— BRIEF —
From the line containing "const LANE_B_MIX: u64 = 0x0100_0000_01b3;" down to the line containing "to reject records." in the records below, reproduce every line exactly, ends included, and omit all others.

— RECORD EXCERPTS —
+ + + +

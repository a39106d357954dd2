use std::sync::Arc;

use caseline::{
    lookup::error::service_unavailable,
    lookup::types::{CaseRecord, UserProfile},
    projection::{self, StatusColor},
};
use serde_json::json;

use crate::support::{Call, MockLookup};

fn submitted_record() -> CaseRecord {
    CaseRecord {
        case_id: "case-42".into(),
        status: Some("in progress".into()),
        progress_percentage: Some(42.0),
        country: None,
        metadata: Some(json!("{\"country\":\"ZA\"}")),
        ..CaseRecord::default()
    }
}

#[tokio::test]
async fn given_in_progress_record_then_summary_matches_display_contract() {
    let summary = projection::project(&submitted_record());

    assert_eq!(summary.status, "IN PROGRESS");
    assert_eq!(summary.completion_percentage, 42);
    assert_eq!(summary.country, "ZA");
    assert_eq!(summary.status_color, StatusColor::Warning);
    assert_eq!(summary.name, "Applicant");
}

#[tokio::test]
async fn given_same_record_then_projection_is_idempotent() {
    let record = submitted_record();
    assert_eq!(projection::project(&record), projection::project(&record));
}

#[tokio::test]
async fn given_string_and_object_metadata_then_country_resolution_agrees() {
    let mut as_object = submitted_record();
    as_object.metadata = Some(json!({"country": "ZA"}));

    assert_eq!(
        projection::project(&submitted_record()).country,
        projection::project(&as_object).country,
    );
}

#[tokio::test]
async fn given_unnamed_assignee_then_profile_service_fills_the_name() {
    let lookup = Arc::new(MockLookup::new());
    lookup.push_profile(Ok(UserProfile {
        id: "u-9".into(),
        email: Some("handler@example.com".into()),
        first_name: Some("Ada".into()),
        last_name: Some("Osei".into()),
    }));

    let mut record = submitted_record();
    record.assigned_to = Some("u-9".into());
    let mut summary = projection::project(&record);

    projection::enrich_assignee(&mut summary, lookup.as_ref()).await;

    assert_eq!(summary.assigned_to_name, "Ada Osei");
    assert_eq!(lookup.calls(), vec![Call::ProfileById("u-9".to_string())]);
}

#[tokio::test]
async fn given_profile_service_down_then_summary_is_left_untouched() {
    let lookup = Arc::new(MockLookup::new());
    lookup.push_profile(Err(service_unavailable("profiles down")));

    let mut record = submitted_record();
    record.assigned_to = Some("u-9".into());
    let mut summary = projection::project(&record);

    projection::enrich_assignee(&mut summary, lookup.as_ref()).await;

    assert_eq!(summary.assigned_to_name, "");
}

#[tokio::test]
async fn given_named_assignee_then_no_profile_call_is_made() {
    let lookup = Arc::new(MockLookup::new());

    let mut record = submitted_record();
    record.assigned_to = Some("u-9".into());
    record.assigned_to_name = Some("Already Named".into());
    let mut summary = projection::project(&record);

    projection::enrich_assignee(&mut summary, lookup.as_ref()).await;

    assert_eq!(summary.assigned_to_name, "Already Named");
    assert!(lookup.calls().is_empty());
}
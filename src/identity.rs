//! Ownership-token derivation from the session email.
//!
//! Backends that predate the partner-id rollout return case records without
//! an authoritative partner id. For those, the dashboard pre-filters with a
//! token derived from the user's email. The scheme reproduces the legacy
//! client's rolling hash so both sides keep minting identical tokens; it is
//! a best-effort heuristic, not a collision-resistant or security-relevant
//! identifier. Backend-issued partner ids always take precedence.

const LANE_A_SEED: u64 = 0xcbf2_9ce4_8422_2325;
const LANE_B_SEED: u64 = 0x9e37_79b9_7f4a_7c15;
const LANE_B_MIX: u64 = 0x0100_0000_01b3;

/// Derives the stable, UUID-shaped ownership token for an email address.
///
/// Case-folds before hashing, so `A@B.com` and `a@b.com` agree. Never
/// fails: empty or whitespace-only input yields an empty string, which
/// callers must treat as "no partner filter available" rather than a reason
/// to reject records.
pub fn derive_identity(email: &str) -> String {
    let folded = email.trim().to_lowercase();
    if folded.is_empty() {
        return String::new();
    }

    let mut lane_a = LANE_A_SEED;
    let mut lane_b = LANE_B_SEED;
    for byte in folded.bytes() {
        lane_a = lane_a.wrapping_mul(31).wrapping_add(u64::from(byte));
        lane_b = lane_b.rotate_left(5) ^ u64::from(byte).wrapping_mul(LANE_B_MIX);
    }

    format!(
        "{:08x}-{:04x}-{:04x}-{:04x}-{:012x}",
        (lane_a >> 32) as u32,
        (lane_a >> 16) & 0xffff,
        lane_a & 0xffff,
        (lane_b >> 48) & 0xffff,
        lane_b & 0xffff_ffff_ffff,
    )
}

+ + + +

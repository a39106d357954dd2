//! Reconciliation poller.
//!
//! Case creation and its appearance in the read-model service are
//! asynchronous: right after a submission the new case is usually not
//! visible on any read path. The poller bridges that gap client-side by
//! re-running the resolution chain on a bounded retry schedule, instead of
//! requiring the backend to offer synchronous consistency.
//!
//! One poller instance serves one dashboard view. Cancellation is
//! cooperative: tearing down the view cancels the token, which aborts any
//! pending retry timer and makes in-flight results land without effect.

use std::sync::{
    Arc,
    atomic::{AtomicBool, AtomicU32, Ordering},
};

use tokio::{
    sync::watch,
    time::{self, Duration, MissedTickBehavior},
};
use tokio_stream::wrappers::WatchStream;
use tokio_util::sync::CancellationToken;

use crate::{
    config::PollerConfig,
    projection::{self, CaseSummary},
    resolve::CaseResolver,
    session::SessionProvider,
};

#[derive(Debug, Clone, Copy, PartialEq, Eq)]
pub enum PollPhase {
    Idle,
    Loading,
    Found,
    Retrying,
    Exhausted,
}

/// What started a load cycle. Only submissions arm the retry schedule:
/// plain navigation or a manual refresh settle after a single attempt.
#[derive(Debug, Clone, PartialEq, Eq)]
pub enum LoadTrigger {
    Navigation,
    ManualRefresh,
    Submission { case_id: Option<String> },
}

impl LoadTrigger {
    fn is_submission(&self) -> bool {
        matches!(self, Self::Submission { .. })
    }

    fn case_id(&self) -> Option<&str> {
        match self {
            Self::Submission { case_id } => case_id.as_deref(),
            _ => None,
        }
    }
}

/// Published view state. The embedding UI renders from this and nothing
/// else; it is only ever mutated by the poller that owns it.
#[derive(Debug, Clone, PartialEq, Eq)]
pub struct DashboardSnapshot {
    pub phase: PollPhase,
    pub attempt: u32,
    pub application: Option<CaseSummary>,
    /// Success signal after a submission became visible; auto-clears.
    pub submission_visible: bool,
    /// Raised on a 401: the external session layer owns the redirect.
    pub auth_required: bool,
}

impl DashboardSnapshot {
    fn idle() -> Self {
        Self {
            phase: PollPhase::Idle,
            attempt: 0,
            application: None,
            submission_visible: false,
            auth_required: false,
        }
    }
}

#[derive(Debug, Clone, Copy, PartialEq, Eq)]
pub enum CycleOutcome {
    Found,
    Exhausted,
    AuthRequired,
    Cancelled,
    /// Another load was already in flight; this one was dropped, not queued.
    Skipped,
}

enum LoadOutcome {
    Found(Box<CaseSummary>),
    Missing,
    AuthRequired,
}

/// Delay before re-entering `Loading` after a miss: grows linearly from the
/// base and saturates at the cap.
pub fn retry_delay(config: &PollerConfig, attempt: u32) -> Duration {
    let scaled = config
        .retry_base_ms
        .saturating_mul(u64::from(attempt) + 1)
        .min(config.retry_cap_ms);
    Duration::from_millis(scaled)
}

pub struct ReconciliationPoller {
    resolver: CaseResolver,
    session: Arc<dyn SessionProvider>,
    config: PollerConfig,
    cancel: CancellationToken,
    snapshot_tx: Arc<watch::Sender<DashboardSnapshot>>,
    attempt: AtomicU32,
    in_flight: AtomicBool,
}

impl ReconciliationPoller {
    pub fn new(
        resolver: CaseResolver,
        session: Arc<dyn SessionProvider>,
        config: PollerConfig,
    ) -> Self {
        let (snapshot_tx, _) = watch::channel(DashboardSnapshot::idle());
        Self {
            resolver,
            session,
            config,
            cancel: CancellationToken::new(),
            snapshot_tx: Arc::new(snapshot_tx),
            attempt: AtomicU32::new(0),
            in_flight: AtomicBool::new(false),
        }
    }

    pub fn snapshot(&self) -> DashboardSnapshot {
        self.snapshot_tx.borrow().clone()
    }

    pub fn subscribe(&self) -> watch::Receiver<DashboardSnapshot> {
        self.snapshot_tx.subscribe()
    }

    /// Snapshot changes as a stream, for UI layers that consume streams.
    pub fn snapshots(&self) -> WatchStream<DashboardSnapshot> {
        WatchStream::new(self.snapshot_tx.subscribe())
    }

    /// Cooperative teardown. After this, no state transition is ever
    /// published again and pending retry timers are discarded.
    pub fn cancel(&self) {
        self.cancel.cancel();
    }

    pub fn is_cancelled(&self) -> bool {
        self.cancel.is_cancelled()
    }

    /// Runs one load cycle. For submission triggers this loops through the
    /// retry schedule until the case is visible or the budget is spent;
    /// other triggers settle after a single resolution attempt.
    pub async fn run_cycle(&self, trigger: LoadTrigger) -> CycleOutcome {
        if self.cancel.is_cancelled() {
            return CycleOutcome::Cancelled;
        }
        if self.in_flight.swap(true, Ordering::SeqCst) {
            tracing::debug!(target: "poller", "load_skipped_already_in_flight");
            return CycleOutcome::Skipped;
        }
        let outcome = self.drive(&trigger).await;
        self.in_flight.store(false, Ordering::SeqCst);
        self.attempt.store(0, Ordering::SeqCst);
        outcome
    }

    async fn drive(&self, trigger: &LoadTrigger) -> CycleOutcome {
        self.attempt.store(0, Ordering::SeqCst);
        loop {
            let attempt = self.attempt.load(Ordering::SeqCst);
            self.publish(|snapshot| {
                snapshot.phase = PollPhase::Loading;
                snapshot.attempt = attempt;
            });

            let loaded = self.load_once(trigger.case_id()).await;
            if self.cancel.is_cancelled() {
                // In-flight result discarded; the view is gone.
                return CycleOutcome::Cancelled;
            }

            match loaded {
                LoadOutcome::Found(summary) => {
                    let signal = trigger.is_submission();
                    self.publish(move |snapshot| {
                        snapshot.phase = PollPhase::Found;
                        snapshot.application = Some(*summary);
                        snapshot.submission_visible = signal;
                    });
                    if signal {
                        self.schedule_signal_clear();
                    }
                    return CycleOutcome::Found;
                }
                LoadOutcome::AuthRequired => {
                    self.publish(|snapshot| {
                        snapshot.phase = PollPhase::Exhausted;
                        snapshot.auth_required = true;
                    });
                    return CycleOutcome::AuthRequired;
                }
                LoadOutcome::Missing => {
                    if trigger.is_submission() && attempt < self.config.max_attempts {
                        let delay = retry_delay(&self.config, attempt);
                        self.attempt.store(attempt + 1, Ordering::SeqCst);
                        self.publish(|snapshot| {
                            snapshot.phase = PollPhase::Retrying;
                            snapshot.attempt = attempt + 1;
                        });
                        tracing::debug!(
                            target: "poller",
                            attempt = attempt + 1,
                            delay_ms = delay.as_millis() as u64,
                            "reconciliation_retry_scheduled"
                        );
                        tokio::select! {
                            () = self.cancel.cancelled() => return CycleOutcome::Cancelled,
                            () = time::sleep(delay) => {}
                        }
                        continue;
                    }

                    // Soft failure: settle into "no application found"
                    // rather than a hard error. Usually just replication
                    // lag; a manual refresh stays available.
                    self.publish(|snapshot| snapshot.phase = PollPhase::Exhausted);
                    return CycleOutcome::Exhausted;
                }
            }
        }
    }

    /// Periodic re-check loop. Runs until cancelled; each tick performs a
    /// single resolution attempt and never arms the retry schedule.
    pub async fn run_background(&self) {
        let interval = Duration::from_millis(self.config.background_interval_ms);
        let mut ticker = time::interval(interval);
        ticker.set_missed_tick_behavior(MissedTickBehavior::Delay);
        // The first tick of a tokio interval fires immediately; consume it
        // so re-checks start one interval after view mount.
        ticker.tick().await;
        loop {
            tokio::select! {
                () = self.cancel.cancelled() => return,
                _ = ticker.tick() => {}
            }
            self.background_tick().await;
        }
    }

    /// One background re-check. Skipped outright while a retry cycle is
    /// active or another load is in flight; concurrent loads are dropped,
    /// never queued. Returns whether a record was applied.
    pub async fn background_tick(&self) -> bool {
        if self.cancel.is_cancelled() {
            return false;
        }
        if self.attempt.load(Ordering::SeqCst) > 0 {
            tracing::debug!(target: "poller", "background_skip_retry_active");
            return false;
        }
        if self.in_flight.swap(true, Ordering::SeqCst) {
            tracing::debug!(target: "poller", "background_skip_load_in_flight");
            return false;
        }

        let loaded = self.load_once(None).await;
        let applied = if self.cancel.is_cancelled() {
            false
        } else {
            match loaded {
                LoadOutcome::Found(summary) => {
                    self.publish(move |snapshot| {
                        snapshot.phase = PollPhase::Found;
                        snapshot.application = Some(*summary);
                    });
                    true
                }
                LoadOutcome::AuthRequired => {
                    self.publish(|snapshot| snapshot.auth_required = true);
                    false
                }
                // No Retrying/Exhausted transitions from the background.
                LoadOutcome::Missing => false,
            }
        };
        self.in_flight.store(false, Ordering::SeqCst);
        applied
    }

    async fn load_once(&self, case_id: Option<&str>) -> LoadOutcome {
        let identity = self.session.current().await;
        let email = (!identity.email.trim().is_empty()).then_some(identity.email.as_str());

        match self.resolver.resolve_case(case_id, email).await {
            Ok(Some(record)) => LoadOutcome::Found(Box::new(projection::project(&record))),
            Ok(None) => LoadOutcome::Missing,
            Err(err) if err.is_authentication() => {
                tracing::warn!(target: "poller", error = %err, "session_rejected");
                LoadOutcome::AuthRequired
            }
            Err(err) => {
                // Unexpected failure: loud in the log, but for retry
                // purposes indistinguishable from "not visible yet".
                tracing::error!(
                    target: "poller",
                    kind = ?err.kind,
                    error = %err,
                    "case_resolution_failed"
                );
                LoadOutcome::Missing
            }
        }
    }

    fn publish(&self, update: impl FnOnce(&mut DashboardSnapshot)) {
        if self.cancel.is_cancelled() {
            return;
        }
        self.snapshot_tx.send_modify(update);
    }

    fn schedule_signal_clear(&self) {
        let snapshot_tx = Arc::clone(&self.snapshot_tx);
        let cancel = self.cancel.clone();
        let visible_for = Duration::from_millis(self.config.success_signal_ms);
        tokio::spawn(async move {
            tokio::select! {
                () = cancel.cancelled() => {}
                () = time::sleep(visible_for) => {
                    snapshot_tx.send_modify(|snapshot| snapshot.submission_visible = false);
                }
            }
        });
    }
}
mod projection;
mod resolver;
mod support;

+ + + +

— EXERCISE ANSWER —
const LANE_B_MIX: u64 = 0x0100_0000_01b3;

/// Derives the stable, UUID-shaped ownership token for an email address.
///
/// Case-folds before hashing, so `A@B.com` and `a@b.com` agree. Never
/// fails: empty or whitespace-only input yields an empty string, which
/// callers must treat as "no partner filter available" rather than a reason
/// to reject records.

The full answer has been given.